De manière analogue, il est urgent de s’engager et de prier pour une autre situation critique de notre époque, celle de la famille, cellule de la société, toujours plus attaquée par des forces destructrices, au niveau idéologique et pratique, qui font craindre pour l’avenir de cette institution fondamentale et irremplaçable, et, avec elle, pour le devenir de la société entière.
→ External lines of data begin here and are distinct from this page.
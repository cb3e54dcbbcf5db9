use crate::error::Result;
use crate::storage::ProjectStore;
use tracing::info;

/// Truncate the chain to the newest `keep_count` commits and re-parent the
/// oldest retained commit to `None` so the chain stays well-formed.
///
/// Returns the number of commits deleted. `keep_count == 0` is a no-op: the
/// head pointer must always reference an existing commit once one exists.
pub fn prune_commits(store: &ProjectStore, keep_count: usize) -> Result<usize> {
    if keep_count == 0 {
        return Ok(0);
    }

    let mut chain = store.load_chain()?;
    if chain.len() <= keep_count {
        return Ok(0);
    }

    let removed = chain.split_off(keep_count);
    for commit in &removed {
        store.delete_commit(&commit.id)?;
    }

    // The chain is newest-first, so the last retained entry is the new
    // oldest commit.
    if let Some(oldest) = chain.last() {
        if oldest.parent_id.is_some() {
            let mut reparented = oldest.clone();
            reparented.parent_id = None;
            store.write_commit(&reparented)?;
        }
    }

    info!(
        "Pruned {} commits, retaining newest {}",
        removed.len(),
        chain.len()
    );
    Ok(removed.len())
}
Dans le cadre plus large de la pastorale familiale, le renouveau du Rosaire dans les familles chrétiennes se propose comme une aide efficace pour endiguer les effets dévastateurs de la crise actuelle.
« Voici ta mère! » (Jn 19, 27)
7. De nombreux signes montrent ce que la Vierge Sainte veut encore réaliser aujourd’hui, précisément à travers cette prière; cette mère attentive à laquelle, dans la personne du disciple bien-aimé, le Rédempteur confia au moment de sa mort tous les fils de l’Église: « Femme, voici ton Fils » (Jn 19,26). Au cours du dix-neuvième et du vingtième siècles, les diverses circonstances au cours desquelles la Mère du Christ a fait en quelque sorte sentir sa présence et entendre sa voix pour exhorter le Peuple de Dieu à cette forme d’oraison contemplative sont connues. En raison de la nette influence qu’elles conservent dans la vie des chrétiens et à cause de leur reconnaissance importante de la part de l’Église, je désire rappeler en particulier les apparitions de Lourdes et de Fatima,11dont les sanctuaires respectifs constituent le but de nombreux pèlerins à la recherche de réconfort et d’espérance.
Sur les pas des témoins
8. Il serait impossible de citer la nuée innombrable de saints qui ont trouvé dans le Rosaire une authentique voie de sanctification. Il suffira de rappeler saint Louis Marie Grignion de Montfort, auteur d’une œuvre précieuse sur le Rosaire,12 et plus près de nous, Padre Pio de Pietrelcina, qui j’ai eu récemment la joie de canoniser. Le bienheureux Bartolo Longo eut un charisme spécial, celui de véritable apôtre du Rosaire. Son chemin de sainteté s’appuie sur une inspiration entendue au plus profond de son cœur: « Qui propage le Rosaire est sauvé! ».13 À partir de là, il s’est senti appelé à construire à Pompéi un sanctuaire dédié à la Vierge du Saint Rosaire près des ruines de l’antique cité tout juste pénétrée par l’annonce évangélique avant d’être ensevelie en 79 par l’éruption du Vésuve et de renaître de ses cendres des siècles plus tard, comme témoignage des lumières et des ombres de la civilisation classique.
Par son œuvre entière, en particulier par les « Quinze Samedis », Bartolo Longo développa l’âme christologique et contemplative du Rosaire; il trouva pour cela un encouragement particulier et un soutien chez Léon XIII, le « Pape du Rosaire ».